What this task involves: Of all the entries below, retype only the lines from the one with "each snapshot and" through the one with "self.partial_transcript = as_snapshot.partial_transcript;", exactly as they appear.
(Input for this task begins)
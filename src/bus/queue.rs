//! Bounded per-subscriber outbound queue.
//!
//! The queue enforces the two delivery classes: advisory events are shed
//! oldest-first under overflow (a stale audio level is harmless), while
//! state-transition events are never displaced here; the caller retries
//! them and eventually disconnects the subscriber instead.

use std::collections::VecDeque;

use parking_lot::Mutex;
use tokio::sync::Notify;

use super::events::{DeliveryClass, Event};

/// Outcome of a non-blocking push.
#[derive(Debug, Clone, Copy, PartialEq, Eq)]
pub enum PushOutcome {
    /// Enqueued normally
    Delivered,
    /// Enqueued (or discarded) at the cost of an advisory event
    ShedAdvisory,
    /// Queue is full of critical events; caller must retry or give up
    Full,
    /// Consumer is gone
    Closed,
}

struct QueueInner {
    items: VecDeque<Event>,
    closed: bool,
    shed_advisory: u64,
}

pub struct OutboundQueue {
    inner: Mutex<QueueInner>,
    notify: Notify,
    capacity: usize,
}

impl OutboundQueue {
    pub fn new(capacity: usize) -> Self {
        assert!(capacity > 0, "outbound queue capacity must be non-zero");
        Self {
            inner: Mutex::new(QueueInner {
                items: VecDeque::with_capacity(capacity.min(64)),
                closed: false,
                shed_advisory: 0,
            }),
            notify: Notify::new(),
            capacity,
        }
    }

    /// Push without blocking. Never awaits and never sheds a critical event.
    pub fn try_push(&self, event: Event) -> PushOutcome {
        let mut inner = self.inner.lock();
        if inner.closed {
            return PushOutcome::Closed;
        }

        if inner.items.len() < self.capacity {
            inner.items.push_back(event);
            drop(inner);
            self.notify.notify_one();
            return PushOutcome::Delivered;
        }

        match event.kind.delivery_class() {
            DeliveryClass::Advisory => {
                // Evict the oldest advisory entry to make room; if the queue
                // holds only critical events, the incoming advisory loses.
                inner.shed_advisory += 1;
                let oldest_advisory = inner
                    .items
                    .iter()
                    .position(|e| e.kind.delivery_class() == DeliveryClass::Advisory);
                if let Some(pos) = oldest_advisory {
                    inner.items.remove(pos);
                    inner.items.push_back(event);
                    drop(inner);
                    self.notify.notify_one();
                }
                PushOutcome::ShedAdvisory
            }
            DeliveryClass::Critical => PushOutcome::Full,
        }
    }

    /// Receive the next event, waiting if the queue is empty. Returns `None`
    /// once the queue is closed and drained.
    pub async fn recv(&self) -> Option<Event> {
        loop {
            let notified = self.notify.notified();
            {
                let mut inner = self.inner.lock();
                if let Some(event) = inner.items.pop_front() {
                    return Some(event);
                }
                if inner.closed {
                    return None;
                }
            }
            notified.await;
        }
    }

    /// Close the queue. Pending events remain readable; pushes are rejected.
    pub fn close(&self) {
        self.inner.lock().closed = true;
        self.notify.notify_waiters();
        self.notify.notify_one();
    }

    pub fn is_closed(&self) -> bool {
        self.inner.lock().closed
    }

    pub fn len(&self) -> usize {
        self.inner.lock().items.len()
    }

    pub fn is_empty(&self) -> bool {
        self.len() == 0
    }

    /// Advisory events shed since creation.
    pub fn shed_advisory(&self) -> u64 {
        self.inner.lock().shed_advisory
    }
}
(Input for this task ends)
(Input for this task begins)
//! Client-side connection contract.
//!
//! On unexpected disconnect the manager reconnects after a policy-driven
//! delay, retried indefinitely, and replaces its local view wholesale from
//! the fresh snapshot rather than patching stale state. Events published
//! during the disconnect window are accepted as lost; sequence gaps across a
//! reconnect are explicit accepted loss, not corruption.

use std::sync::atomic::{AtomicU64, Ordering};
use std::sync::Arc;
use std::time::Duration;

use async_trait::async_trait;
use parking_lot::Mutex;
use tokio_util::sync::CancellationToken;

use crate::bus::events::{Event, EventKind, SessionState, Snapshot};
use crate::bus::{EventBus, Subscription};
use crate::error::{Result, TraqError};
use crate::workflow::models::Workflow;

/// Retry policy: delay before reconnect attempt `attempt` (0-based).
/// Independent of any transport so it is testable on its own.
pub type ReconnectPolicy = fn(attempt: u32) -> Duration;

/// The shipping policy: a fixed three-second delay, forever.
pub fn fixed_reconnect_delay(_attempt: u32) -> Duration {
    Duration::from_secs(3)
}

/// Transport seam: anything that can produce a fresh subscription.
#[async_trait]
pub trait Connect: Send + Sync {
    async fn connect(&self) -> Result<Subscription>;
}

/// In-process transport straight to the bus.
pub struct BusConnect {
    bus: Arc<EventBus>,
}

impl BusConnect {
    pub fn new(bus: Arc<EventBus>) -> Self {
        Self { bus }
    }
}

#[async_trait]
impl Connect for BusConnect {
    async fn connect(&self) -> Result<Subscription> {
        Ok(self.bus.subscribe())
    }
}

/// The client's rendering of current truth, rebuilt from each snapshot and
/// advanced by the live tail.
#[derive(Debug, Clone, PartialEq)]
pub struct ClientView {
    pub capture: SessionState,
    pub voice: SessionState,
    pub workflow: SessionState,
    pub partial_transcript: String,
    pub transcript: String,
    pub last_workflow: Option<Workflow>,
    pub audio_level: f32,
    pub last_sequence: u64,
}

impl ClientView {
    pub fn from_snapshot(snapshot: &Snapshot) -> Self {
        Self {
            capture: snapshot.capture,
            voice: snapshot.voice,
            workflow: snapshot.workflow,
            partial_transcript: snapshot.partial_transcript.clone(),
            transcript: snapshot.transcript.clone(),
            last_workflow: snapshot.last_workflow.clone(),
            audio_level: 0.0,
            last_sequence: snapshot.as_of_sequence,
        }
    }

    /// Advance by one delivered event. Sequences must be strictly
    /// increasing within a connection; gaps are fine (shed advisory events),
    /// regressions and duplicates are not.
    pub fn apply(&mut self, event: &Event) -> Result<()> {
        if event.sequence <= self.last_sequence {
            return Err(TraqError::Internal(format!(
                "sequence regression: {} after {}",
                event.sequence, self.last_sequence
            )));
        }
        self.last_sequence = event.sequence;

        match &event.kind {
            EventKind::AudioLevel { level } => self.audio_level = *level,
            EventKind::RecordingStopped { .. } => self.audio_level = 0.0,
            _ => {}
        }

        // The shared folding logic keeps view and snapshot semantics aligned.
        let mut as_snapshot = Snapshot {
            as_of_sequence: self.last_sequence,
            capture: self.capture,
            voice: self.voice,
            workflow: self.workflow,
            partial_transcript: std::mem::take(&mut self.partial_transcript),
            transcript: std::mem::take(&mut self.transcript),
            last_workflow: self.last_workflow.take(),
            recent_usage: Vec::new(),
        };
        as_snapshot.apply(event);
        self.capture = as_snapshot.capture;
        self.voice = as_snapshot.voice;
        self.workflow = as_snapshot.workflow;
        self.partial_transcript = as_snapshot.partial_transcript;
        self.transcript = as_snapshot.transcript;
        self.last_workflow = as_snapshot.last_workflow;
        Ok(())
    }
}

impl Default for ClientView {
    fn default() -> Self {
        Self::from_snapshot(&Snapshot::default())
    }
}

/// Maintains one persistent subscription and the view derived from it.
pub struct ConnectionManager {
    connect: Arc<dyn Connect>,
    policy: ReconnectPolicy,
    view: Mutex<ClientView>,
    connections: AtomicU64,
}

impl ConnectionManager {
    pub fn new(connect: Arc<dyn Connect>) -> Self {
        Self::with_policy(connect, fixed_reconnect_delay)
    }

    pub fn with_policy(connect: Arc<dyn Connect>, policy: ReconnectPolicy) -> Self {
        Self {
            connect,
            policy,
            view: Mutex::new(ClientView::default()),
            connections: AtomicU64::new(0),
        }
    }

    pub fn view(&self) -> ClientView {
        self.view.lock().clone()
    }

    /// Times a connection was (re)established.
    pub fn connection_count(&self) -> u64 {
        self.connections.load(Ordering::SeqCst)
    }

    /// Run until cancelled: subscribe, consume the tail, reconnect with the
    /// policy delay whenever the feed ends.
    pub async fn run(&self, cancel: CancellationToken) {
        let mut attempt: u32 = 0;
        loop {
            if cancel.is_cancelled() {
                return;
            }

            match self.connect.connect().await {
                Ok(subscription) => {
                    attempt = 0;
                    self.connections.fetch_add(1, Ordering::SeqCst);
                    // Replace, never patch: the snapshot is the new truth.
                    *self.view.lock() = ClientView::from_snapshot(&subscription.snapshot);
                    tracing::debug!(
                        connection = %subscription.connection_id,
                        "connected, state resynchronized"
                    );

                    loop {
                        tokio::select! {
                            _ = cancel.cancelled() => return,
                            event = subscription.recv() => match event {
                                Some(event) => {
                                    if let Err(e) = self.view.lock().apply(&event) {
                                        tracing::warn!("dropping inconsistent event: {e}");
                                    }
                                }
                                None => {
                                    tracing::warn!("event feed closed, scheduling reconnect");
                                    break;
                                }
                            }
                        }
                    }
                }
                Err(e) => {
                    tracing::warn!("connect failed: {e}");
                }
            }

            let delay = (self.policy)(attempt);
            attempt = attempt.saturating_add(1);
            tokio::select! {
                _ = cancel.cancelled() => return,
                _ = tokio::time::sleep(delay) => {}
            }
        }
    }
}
(Input for this task ends)
Response to this task:
/// The client's rendering of current truth, rebuilt from each snapshot and
/// advanced by the live tail.
#[derive(Debug, Clone, PartialEq)]
pub struct ClientView {
    pub capture: SessionState,
    pub voice: SessionState,
    pub workflow: SessionState,
    pub partial_transcript: String,
    pub transcript: String,
    pub last_workflow: Option<Workflow>,
    pub audio_level: f32,
    pub last_sequence: u64,
}

impl ClientView {
    pub fn from_snapshot(snapshot: &Snapshot) -> Self {
        Self {
            capture: snapshot.capture,
            voice: snapshot.voice,
            workflow: snapshot.workflow,
            partial_transcript: snapshot.partial_transcript.clone(),
            transcript: snapshot.transcript.clone(),
            last_workflow: snapshot.last_workflow.clone(),
            audio_level: 0.0,
            last_sequence: snapshot.as_of_sequence,
        }
    }

    /// Advance by one delivered event. Sequences must be strictly
    /// increasing within a connection; gaps are fine (shed advisory events),
    /// regressions and duplicates are not.
    pub fn apply(&mut self, event: &Event) -> Result<()> {
        if event.sequence <= self.last_sequence {
            return Err(TraqError::Internal(format!(
                "sequence regression: {} after {}",
                event.sequence, self.last_sequence
            )));
        }
        self.last_sequence = event.sequence;

        match &event.kind {
            EventKind::AudioLevel { level } => self.audio_level = *level,
            EventKind::RecordingStopped { .. } => self.audio_level = 0.0,
            _ => {}
        }

        // The shared folding logic keeps view and snapshot semantics aligned.
        let mut as_snapshot = Snapshot {
            as_of_sequence: self.last_sequence,
            capture: self.capture,
            voice: self.voice,
            workflow: self.workflow,
            partial_transcript: std::mem::take(&mut self.partial_transcript),
            transcript: std::mem::take(&mut self.transcript),
            last_workflow: self.last_workflow.take(),
            recent_usage: Vec::new(),
        };
        as_snapshot.apply(event);
        self.capture = as_snapshot.capture;
        self.voice = as_snapshot.voice;
        self.workflow = as_snapshot.workflow;
        self.partial_transcript = as_snapshot.partial_transcript;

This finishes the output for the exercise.